Una folle gelosia ma soprattutto la paura di vedersi allontanare le tre figlie di 4, 6 e 9 anni. Questo il movente che secondo gli inquirenti ha armato la mano di Giovanni Murru, noto Gianni, 46 anni di Iglesias, da giovedì sera rinchiuso nel carcere di Cagliari-Uta per aver ucciso con dieci coltellate la giovane moglie, Federica Madau, di 32 anni, che da quell'uomo violento si era separata nel dicembre scorso.

Delitto a Iglesias. Giovanni Murru dopo l'omicidio della ex moglio: “L'ho uccisa, stava allontanando da me le bambine

Di: Redazione Sardegna Live


Una folle gelosia ma soprattutto la paura di vedersi allontanare le tre figlie di 4, 6 e 9 anni. Questo il movente che secondo gli inquirenti ha armato la mano di Giovanni Murru, noto Gianni, 46 anni di Iglesias, da giovedì sera rinchiuso nel carcere di Cagliari-Uta per aver ucciso con dieci coltellate la giovane moglie, Federica Madau, di 32 anni, che da quell'uomo violento si era separata nel dicembre scorso.

L'uomo è stato arrestato dalla Polizia poco dopo il fatto con l'accusa di omicidio: davanti agli agenti e al magistrato di turno ha subito confessato: "L'ho uccisa, stava allontanando da me le bambine".

Un omicidio annunciato: a dicembre la coppia aveva litigato violentemente, tanto da far intervenire i carabinieri.
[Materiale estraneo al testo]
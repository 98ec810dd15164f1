//! Persistence of [`SessionState`] records, keyed by peer identity card id.
//!
//! Persistence is synchronous and bounded: sessions call into the store from
//! inside their initialization without suspending. Each write for a peer
//! replaces the previous record atomically.

use {
    crate::{
        cards::CardId,
        error::{SessionError, SessionResult},
        state::SessionState,
    },
    rand::{rngs::OsRng, RngCore},
    std::{
        collections::HashMap,
        io::ErrorKind,
        path::{Path, PathBuf},
        sync::{Mutex, MutexGuard},
    },
};

pub trait SessionStore: Send + Sync {
    /// Store `state` for `peer`, superseding any previous record.
    fn save(&self, peer: &CardId, state: &SessionState) -> SessionResult<()>;

    fn load(&self, peer: &CardId) -> SessionResult<Option<SessionState>>;

    /// Deleting a peer without a record is not an error.
    fn delete(&self, peer: &CardId) -> SessionResult<()>;
}

fn lock<T>(mutex: &Mutex<T>) -> MutexGuard<'_, T> {
    mutex.lock().unwrap_or_else(|e| e.into_inner())
}

/// In-process store. Records are lost with the process.
#[derive(Debug, Default)]
pub struct MemorySessionStore {
    states: Mutex<HashMap<CardId, SessionState>>,
}

impl MemorySessionStore {
    pub fn new() -> Self {
        Self::default()
    }

    pub fn len(&self) -> usize {
        lock(&self.states).len()
    }

    pub fn is_empty(&self) -> bool {
        self.len() == 0
    }
}

impl SessionStore for MemorySessionStore {
    fn save(&self, peer: &CardId, state: &SessionState) -> SessionResult<()> {
        lock(&self.states).insert(peer.clone(), state.clone());

        Ok(())
    }

    fn load(&self, peer: &CardId) -> SessionResult<Option<SessionState>> {
        Ok(lock(&self.states).get(peer).cloned())
    }

    fn delete(&self, peer: &CardId) -> SessionResult<()> {
        lock(&self.states).remove(peer);

        Ok(())
    }
}

/// One JSON file per peer inside a directory.
///
/// Records are written to a temporary sibling first and renamed over the
/// target, so readers never observe a partial record.
#[derive(Debug)]
pub struct FileSessionStore {
    dir: PathBuf,
    writer: Mutex<()>,
}

impl FileSessionStore {
    /// Open (and create if needed) a store rooted at `dir`.
    pub fn open(dir: impl Into<PathBuf>) -> SessionResult<Self> {
        let dir = dir.into();

        std::fs::create_dir_all(&dir).map_err(|e| {
            SessionError::Store(format!("Failed to create store directory {dir:?}: {e}"))
        })?;

        Ok(Self {
            dir,
            writer: Mutex::new(()),
        })
    }

    pub fn dir(&self) -> &Path {
        &self.dir
    }

    fn path_for(&self, peer: &CardId) -> PathBuf {
        // Card ids are opaque, hex keeps arbitrary ids filesystem safe.
        self.dir
            .join(format!("{}.json", hex::encode(peer.as_str().as_bytes())))
    }
}

impl SessionStore for FileSessionStore {
    fn save(&self, peer: &CardId, state: &SessionState) -> SessionResult<()> {
        let path = self.path_for(peer);
        let json = state
            .to_json()
            .map_err(|e| SessionError::Store(format!("Failed to encode state for {peer}: {e}")))?;

        let _guard = lock(&self.writer);

        let tmp = path.with_extension(format!("json.tmp-{:016x}", OsRng.next_u64()));
        std::fs::write(&tmp, json)
            .map_err(|e| SessionError::Store(format!("Failed to write {tmp:?}: {e}")))?;

        if let Err(e) = std::fs::rename(&tmp, &path) {
            let _ = std::fs::remove_file(&tmp);

            return Err(SessionError::Store(format!(
                "Failed to replace {path:?}: {e}"
            )));
        }

        log::debug!("[store] Saved session state for peer {peer}");

        Ok(())
    }

    fn load(&self, peer: &CardId) -> SessionResult<Option<SessionState>> {
        let path = self.path_for(peer);

        let raw = match std::fs::read_to_string(&path) {
            Ok(raw) => raw,
            Err(e) if e.kind() == ErrorKind::NotFound => return Ok(None),
            Err(e) => return Err(SessionError::Store(format!("Failed to read {path:?}: {e}"))),
        };

        SessionState::from_json(&raw)
            .map(Some)
            .map_err(|e| SessionError::Store(format!("Corrupt session state in {path:?}: {e}")))
    }

    fn delete(&self, peer: &CardId) -> SessionResult<()> {
        let path = self.path_for(peer);
        let _guard = lock(&self.writer);

        match std::fs::remove_file(&path) {
            Ok(()) => Ok(()),
            Err(e) if e.kind() == ErrorKind::NotFound => Ok(()),
            Err(e) => Err(SessionError::Store(format!("Failed to delete {path:?}: {e}"))),
        }
    }
}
Quella terribile lite, innescata dalla pazza gelosia dell'uomo che accusava la moglie di tradimento, era sfociata in una denuncia per percosse, nella separazione e nell' accordo legale sulle figlie: dalle 15.30 alle 19.30 affidate al padre, il resto delle ore alla donna.

Una decisione che sembrava aver tranquillizzato gli animi. Gianni Murru, invece, avrebbe continuato a covare rancore nei confronti di quella che stava per diventare la sua ex. Negli ultimi giorni, secondo quanto ricostruito dagli investigatori della Squadra mobile di Cagliari, coordinati dal primo dirigente Alfredo Fabbrocini, e dagli uomini del commissariato di Iglesias, guidato da Fabrizio Figliola, il 46enne avvertiva un certo distacco dalle figlie, si sentiva allontanato da loro e di questo accusava la moglie. Forse pensava di perderle una volta terminate le pratiche della separazione, un pensiero che giovedì sera ha armato la sua mano.

"Un omicidio premeditato", dicono gli investigatori. Intorno alle 19.30, l'uomo telefona a Federica per dirle di passare a prendere le bambine. La donna abita da due mesi a casa dei genitori, a poche centinaia di metri dall'abitazione del marito.

Mentre Federica si incammina, Murru chiude in casa le bambine e l'aspetta. Il delitto si consuma in pochi istanti.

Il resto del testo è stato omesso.